Items listed in a dataset:
====
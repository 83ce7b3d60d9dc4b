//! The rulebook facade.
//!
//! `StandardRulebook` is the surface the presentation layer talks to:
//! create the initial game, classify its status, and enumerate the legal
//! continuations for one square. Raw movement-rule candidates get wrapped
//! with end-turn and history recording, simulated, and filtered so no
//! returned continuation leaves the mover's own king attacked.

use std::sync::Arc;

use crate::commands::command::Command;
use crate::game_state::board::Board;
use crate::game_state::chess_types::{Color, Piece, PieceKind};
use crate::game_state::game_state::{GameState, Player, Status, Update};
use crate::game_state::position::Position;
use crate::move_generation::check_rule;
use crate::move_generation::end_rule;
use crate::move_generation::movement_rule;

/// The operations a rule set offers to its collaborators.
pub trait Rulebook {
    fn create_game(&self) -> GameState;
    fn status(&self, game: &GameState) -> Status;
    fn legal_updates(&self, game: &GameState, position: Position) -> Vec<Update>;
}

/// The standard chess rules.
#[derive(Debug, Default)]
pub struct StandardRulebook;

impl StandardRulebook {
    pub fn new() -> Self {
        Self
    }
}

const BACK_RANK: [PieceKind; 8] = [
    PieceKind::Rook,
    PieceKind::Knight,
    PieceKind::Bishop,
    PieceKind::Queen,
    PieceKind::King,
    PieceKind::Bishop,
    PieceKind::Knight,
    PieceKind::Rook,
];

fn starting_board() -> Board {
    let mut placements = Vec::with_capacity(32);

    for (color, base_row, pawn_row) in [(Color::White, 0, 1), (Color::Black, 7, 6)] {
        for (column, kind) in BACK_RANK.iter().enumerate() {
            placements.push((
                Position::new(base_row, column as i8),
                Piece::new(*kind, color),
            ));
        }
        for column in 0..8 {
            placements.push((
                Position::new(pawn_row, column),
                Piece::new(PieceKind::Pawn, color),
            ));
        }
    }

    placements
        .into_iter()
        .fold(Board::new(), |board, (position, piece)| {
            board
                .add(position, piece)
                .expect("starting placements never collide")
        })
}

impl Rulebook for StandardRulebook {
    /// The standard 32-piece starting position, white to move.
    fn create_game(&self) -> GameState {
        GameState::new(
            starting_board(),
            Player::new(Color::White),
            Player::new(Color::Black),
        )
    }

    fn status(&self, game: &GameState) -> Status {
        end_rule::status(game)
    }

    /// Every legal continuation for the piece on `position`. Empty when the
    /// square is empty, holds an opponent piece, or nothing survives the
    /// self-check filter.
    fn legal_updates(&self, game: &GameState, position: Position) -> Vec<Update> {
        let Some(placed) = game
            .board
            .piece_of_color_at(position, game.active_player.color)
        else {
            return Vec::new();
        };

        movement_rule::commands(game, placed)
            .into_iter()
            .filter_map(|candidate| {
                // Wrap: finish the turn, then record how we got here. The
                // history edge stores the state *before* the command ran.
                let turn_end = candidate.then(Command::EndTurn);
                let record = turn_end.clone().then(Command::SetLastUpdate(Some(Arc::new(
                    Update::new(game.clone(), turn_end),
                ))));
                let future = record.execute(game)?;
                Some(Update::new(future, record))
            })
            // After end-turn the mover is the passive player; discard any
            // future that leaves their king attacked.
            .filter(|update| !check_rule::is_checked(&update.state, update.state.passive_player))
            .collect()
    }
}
====
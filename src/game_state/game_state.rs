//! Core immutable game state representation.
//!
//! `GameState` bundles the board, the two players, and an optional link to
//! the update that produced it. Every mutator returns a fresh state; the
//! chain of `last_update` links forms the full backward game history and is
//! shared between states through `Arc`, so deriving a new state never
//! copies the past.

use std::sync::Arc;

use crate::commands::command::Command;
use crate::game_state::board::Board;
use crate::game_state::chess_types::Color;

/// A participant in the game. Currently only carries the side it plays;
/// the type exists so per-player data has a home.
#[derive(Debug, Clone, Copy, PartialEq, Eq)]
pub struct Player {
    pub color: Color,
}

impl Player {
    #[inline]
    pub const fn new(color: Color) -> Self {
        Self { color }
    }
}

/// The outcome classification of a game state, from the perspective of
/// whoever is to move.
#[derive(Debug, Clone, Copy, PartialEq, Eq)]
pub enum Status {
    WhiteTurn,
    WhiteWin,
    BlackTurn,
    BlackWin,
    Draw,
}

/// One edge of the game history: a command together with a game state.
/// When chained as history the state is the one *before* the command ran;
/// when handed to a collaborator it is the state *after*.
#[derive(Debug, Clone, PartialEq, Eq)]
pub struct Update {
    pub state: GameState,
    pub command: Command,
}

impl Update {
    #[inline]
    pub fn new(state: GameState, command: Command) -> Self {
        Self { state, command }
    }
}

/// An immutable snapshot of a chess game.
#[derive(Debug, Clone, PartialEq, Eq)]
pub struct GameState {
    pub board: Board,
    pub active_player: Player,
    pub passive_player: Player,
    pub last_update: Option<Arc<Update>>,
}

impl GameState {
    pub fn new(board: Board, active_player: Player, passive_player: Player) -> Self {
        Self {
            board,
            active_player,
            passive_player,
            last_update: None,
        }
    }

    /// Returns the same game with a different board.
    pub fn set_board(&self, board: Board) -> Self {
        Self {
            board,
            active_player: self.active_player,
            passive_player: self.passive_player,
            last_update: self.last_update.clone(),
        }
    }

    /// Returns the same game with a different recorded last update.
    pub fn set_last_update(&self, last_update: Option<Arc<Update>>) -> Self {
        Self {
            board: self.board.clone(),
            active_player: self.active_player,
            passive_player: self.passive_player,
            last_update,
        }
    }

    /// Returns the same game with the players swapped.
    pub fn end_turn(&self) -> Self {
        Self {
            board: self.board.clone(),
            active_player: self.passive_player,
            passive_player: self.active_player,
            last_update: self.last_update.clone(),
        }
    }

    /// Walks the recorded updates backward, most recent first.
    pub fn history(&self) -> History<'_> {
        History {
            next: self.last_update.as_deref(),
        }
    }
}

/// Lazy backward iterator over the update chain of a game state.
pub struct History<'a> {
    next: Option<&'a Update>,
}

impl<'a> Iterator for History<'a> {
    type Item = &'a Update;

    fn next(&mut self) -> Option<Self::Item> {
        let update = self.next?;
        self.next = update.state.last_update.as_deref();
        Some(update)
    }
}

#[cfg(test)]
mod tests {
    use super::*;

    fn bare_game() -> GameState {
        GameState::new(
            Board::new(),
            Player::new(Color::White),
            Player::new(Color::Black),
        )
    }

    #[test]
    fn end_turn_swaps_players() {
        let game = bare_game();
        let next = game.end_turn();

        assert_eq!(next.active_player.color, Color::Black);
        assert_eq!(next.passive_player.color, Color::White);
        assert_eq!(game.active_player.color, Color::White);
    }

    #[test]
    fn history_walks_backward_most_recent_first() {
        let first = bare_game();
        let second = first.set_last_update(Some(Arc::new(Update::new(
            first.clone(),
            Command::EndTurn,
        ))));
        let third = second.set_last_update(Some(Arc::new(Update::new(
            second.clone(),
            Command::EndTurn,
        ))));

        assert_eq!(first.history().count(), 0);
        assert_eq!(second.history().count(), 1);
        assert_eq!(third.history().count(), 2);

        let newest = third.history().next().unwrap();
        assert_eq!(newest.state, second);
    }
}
====
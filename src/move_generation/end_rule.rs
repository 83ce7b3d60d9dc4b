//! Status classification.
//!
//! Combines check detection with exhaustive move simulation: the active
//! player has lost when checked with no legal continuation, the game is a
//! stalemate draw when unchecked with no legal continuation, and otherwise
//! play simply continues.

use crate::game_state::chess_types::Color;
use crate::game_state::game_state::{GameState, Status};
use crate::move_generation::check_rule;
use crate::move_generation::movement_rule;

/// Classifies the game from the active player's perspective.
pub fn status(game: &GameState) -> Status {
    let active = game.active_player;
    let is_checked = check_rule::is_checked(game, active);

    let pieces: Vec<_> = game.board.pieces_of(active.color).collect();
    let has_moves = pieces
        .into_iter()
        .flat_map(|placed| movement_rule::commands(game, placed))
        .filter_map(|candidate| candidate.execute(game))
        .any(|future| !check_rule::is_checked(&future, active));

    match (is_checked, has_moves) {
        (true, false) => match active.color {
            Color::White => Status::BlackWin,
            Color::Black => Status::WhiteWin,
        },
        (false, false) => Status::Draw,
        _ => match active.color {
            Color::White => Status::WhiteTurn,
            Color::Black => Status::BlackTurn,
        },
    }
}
====
WHAT YOU SHOULD DO:
Reproduce, exactly as they stand in the data above, the lines from the one that holds "assert_eq!(next.passive_player.color, Color::White);" to the one that holds "assert_eq!(third.history().count(), 2);", inclusive.

RESULT OF THE EXERCISE:
        assert_eq!(next.passive_player.color, Color::White);
        assert_eq!(game.active_player.color, Color::White);
    }

    #[test]
    fn history_walks_backward_most_recent_first() {
        let first = bare_game();
        let second = first.set_last_update(Some(Arc::new(Update::new(
            first.clone(),
            Command::EndTurn,
        ))));
        let third = second.set_last_update(Some(Arc::new(Update::new(
            second.clone(),
            Command::EndTurn,
        ))));

        assert_eq!(first.history().count(), 0);
        assert_eq!(second.history().count(), 1);
        assert_eq!(third.history().count(), 2);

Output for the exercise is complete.